### Task prompt
When a line in the listing below contains the word "with", return a copy of that line.

### Data extract
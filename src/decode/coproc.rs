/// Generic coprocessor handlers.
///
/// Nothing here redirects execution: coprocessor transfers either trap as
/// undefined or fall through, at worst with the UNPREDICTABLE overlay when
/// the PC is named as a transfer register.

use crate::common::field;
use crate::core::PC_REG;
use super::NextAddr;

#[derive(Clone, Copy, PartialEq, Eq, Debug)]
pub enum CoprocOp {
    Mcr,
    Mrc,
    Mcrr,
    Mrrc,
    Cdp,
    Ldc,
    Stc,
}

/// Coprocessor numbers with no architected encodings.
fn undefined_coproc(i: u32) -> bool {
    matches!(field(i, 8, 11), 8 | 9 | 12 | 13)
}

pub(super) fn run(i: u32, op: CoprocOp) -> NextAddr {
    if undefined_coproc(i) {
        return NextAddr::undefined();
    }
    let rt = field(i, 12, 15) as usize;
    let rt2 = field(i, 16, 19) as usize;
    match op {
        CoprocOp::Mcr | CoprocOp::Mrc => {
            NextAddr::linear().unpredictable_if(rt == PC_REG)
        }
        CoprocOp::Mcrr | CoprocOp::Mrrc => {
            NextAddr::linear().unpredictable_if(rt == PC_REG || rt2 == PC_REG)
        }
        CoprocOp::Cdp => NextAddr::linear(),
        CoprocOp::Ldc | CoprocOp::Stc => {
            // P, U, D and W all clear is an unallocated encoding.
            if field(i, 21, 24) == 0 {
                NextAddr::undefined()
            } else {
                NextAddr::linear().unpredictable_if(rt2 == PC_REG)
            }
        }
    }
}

### Response to the task
/// undefined or fall through, at worst with the UNPREDICTABLE overlay when
/// Coprocessor numbers with no architected encodings.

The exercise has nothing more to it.